Cursor-based pagination because transfers are time-ordered and the dataset grows without bound. Offset pagination breaks when new transfers land between page fetches, producing duplicate or missing rows at page boundaries.

High-Level Design

We build the system incrementally, one requirement at a time, adding components only when the next requirement demands them.

1. Initiate a transfer (naive path)

The simplest correct design: one server, one database, one transaction wrapping both the debit and credit.

Components:

• Client: Any caller initiating a transfer via the REST API.
• Transfer Service: Validates the request, opens a DB transaction, debits source, credits destination, writes the transfer record.
• Accounts DB: Single PostgreSQL instance. Stores account balances and the transfers table. ACID transactions give us atomicity for free.

Request walkthrough:

1. Client sends POST /transfers with source, destination, amount, and idempotency key.
2. Transfer Service opens a database transaction.
3. Read source account balance and check for sufficient funds.
4. UPDATE accounts SET balance = balance - amount WHERE id = source_account_id.
5. UPDATE accounts SET balance = balance + amount WHERE id = destination_account_id.
6. INSERT INTO transfers (...) with status = COMPLETED.
7. Commit. Return { transfer_id, status: COMPLETED } to client.

This is the happy path. The single-transaction approach is correct and simple. Problems emerge when we add the idempotency and concurrency requirements.

2. Idempotency -- handling retries safely

Clients retry after network timeouts. Without an idempotency check, each retry debits the source again.

The failure scenario: Client sends POST /transfers with key abc-123. The transfer succeeds, but TCP drops before the response arrives. Client retries with the same key. Without protection, the source account is debited twice.

The fix is an idempotency table checked before executing any transfer logic. The check must be atomic with the execution -- more on that in the deep dives.

Components added:

• IdempotencyRecord table: Maps (idempotency_key, caller_id) to (transfer_id, response_body). Unique index on (idempotency_key, caller_id). Added to the same PostgreSQL instance for now.

Updated request walkthrough:

1. Client sends POST /transfers with Idempotency-Key: abc-123.
2. Transfer Service checks: does a row exist for (abc-123, caller_id)?
3. If yes: Return the stored response. No transfer execution. No ledger writes.
4. If no: Execute the transfer transaction. On commit, write the idempotency record atomically in the same transaction.

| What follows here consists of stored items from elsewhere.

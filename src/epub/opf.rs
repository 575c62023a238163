//! Package document (OPF): metadata, manifest, spine.

use crate::book::BookMetadata;

use super::BookPackage;
use super::xhtml::escape_text;

/// Media type for a packaged file, by extension.
#[must_use]
pub fn media_type(file_name: &str) -> &'static str {
    let extension = file_name
        .rsplit('.')
        .next()
        .map(str::to_ascii_lowercase)
        .unwrap_or_default();
    match extension.as_str() {
        "xhtml" | "html" | "htm" => "application/xhtml+xml",
        "css" => "text/css",
        "png" => "image/png",
        "jpg" | "jpeg" => "image/jpeg",
        "gif" => "image/gif",
        "svg" => "image/svg+xml",
        _ => "application/octet-stream",
    }
}

/// Stable manifest id for a packaged href.
#[must_use]
pub fn item_id(href: &str) -> String {
    let mut id = String::with_capacity(href.len() + 2);
    id.push_str("id-");
    for c in href.chars() {
        if c.is_ascii_alphanumeric() {
            id.push(c);
        } else {
            id.push('-');
        }
    }
    id
}

/// Builds the package document.
///
/// The manifest lists every included file: navigation, cover page, cover
/// image (with the `cover-image` property), chapters, stylesheets and
/// images. The spine lists chapters exactly once, in discovery order,
/// after the cover page.
#[must_use]
pub fn build_package_document(package: &BookPackage, identifier: &str) -> String {
    let metadata = &package.metadata;
    let mut out = String::new();
    out.push_str("<?xml version=\"1.0\" encoding=\"utf-8\"?>\n");
    out.push_str(
        "<package xmlns=\"http://www.idpf.org/2007/opf\" version=\"3.0\" unique-identifier=\"book-id\">\n",
    );

    out.push_str("  <metadata xmlns:dc=\"http://purl.org/dc/elements/1.1/\">\n");
    out.push_str(&format!(
        "    <dc:identifier id=\"book-id\">{}</dc:identifier>\n",
        escape_text(identifier)
    ));
    out.push_str(&format!(
        "    <dc:title>{}</dc:title>\n",
        escape_text(&metadata.title)
    ));
    for author in &metadata.authors {
        out.push_str(&format!(
            "    <dc:creator>{}</dc:creator>\n",
            escape_text(author)
        ));
    }
    out.push_str("    <dc:language>en</dc:language>\n");
    if let Some(publisher) = &metadata.publisher {
        out.push_str(&format!(
            "    <dc:publisher>{}</dc:publisher>\n",
            escape_text(publisher)
        ));
    }
    if let Some(description) = &metadata.description {
        out.push_str(&format!(
            "    <dc:description>{}</dc:description>\n",
            escape_text(description)
        ));
    }
    for subject in &metadata.subjects {
        out.push_str(&format!(
            "    <dc:subject>{}</dc:subject>\n",
            escape_text(subject)
        ));
    }
    if let Some(rights) = &metadata.rights {
        out.push_str(&format!(
            "    <dc:rights>{}</dc:rights>\n",
            escape_text(rights)
        ));
    }
    if let Some(date) = &metadata.release_date {
        out.push_str(&format!("    <dc:date>{}</dc:date>\n", escape_text(date)));
    }
    if package.cover.is_some() {
        out.push_str("    <meta name=\"cover\" content=\"cover-image\"/>\n");
    }
    out.push_str("  </metadata>\n");

    out.push_str("  <manifest>\n");
    out.push_str(
        "    <item id=\"nav\" href=\"nav.xhtml\" media-type=\"application/xhtml+xml\" properties=\"nav\"/>\n",
    );
    out.push_str(
        "    <item id=\"cover-page\" href=\"cover.xhtml\" media-type=\"application/xhtml+xml\"/>\n",
    );
    if let Some(cover) = &package.cover {
        let href = format!("Images/{cover}");
        out.push_str(&format!(
            "    <item id=\"cover-image\" href=\"{href}\" media-type=\"{}\" properties=\"cover-image\"/>\n",
            media_type(cover)
        ));
    }
    for chapter in &package.chapters {
        out.push_str(&format!(
            "    <item id=\"{}\" href=\"{}\" media-type=\"application/xhtml+xml\"/>\n",
            item_id(&chapter.file_name),
            chapter.file_name
        ));
    }
    for style in &package.styles {
        let href = format!("Styles/{style}");
        out.push_str(&format!(
            "    <item id=\"{}\" href=\"{href}\" media-type=\"text/css\"/>\n",
            item_id(&href)
        ));
    }
    for image in &package.images {
        if Some(image) == package.cover.as_ref() {
            continue;
        }
        let href = format!("Images/{image}");
        out.push_str(&format!(
            "    <item id=\"{}\" href=\"{href}\" media-type=\"{}\"/>\n",
            item_id(&href),
            media_type(image)
        ));
    }
    out.push_str("  </manifest>\n");

    out.push_str("  <spine>\n");
    out.push_str("    <itemref idref=\"cover-page\" linear=\"yes\"/>\n");
    for chapter in &package.chapters {
        out.push_str(&format!(
            "    <itemref idref=\"{}\"/>\n",
            item_id(&chapter.file_name)
        ));
    }
    out.push_str("  </spine>\n");

    // Legacy reading systems consult the guide; readers open at the cover.
    out.push_str("  <guide>\n");
    out.push_str("    <reference type=\"cover\" title=\"Cover\" href=\"cover.xhtml\"/>\n");
    out.push_str(
        "    <reference type=\"toc\" title=\"Table of Contents\" href=\"nav.xhtml\"/>\n",
    );
    out.push_str("  </guide>\n");
    out.push_str("</package>\n");
    out
}

#[cfg(test)]
#[allow(clippy::unwrap_used)]
mod tests {
    use super::*;
    use crate::epub::ChapterEntry;

    fn package() -> BookPackage {
        BookPackage {
            metadata: BookMetadata {
                title: "Streams & Pipes".to_string(),
                authors: vec!["A. Author".to_string(), "B. Builder".to_string()],
                publisher: Some("Example Press".to_string()),
                ..BookMetadata::default()
            },
            chapters: vec![
                ChapterEntry {
                    file_name: "ch01.xhtml".to_string(),
                    title: "One".to_string(),
                    fragment: Some("one".to_string()),
                },
                ChapterEntry {
                    file_name: "ch02.xhtml".to_string(),
                    title: "Two".to_string(),
                    fragment: None,
                },
            ],
            images: vec!["fig.png".to_string(), "cover.jpg".to_string()],
            styles: vec!["epub.css".to_string(), "book.css".to_string()],
            cover: Some("cover.jpg".to_string()),
        }
    }

    #[test]
    fn test_media_types() {
        assert_eq!(media_type("ch01.xhtml"), "application/xhtml+xml");
        assert_eq!(media_type("a.css"), "text/css");
        assert_eq!(media_type("b.PNG"), "image/png");
        assert_eq!(media_type("c.jpeg"), "image/jpeg");
        assert_eq!(media_type("d.bin"), "application/octet-stream");
    }

    #[test]
    fn test_item_id_is_xml_safe() {
        assert_eq!(item_id("Images/fig 1.png"), "id-Images-fig-1-png");
    }

    #[test]
    fn test_opf_escapes_metadata() {
        let opf = build_package_document(&package(), "urn:isbn:123");
        assert!(opf.contains("<dc:title>Streams &amp; Pipes</dc:title>"));
    }

    #[test]
    fn test_opf_manifest_lists_every_file() {
        let opf = build_package_document(&package(), "urn:isbn:123");
        for href in [
            "nav.xhtml",
            "cover.xhtml",
            "ch01.xhtml",
            "ch02.xhtml",
            "Styles/epub.css",
            "Styles/book.css",
            "Images/fig.png",
            "Images/cover.jpg",
        ] {
            assert!(
                opf.contains(&format!("href=\"{href}\"")),
                "manifest must list {href}"
            );
        }
    }

    #[test]
    fn test_opf_spine_has_each_chapter_once_in_order() {
        let opf = build_package_document(&package(), "urn:isbn:123");
        let spine_start = opf.find("<spine>").unwrap();
        let spine = &opf[spine_start..];
        let first = spine.find("id-ch01-xhtml").unwrap();
        let second = spine.find("id-ch02-xhtml").unwrap();
        assert!(first < second, "spine must keep discovery order");
        assert_eq!(spine.matches("id-ch01-xhtml").count(), 1);
        assert_eq!(spine.matches("id-ch02-xhtml").count(), 1);
    }

    #[test]
    fn test_opf_guide_points_readers_at_cover() {
        let opf = build_package_document(&package(), "urn:isbn:123");
        let guide_start = opf.find("<guide>").unwrap();
        assert!(guide_start > opf.find("</spine>").unwrap());
        let guide = &opf[guide_start..];
        assert!(guide.contains(r#"<reference type="cover" title="Cover" href="cover.xhtml"/>"#));
        assert!(guide.contains(r#"type="toc""#));
    }

    #[test]
    fn test_opf_cover_image_property() {
        let opf = build_package_document(&package(), "urn:isbn:123");
        assert!(opf.contains("properties=\"cover-image\""));
        assert!(opf.contains("<meta name=\"cover\" content=\"cover-image\"/>"));
        // cover.jpg appears once in the manifest (under the cover-image id).
        assert_eq!(opf.matches("href=\"Images/cover.jpg\"").count(), 1);
    }
}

3. Concurrent transfers -- preventing overdrafts

Two transfers from the same account running simultaneously can both read the same balance, both decide "sufficient funds", and both debit, producing a negative balance.

The race condition:

T1: Transfer A reads source balance = $500. Needs $400. Proceeds.
T2: Transfer B reads source balance = $500. Needs $300. Proceeds.
T3: Transfer A commits: balance = $100.
T4: Transfer B commits: balance = -$200. OVERDRAFT.

Both reads happen at READ COMMITTED isolation (PostgreSQL default) before either write. Postgres's default isolation level does not prevent this non-repeatable read pattern at the application level.

The fix is database-level concurrency control. I'll walk through the two main options in the deep dives, but the minimal change here is adding SELECT ... FOR UPDATE to the balance read.

Components added: No new services. This is a database-level locking decision.